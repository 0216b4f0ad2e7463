use mazegrid_core::Position;

/// Manhattan (L1) distance between two grid positions.
///
/// Admissible and consistent for 4-directional movement with uniform step
/// cost 1, which makes it the A* heuristic of choice here.
#[inline]
pub fn manhattan(a: Position, b: Position) -> i32 {
    (a.row - b.row).abs() + (a.col - b.col).abs()
}
//! Client for the Helix HTTP/WebSocket service.
//!
//! - [`client::HelixClient`]: stateless REST wrappers, fire-once and fail-fast.
//! - [`monitor::HelixMonitor`]: self-healing WebSocket subscription with
//!   bounded exponential-backoff reconnection and per-event handlers.
//! - [`events`]: typed views of the pushed messages.

pub mod cli;
pub mod client;
pub mod config;
pub mod demo;
pub mod display;
pub mod error;
pub mod events;
pub mod monitor;

pub use client::{HelixClient, HelixClientBuilder};
pub use config::{HelixConfig, ReconnectConfig};
pub use error::{HelixError, Result, TransportError};
pub use events::{HelixEvent, InboundMessage};
pub use monitor::{ConnectionState, HelixMonitor, HelixMonitorBuilder, LifecycleEvent, WeakMonitor};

++++

*Description of the task*
Every line of the material that includes the word "HelixMonitor" needs to be copied.

*Completed exercise*
//! - [`monitor::HelixMonitor`]: self-healing WebSocket subscription with
pub use monitor::{ConnectionState, HelixMonitor, HelixMonitorBuilder, LifecycleEvent, WeakMonitor};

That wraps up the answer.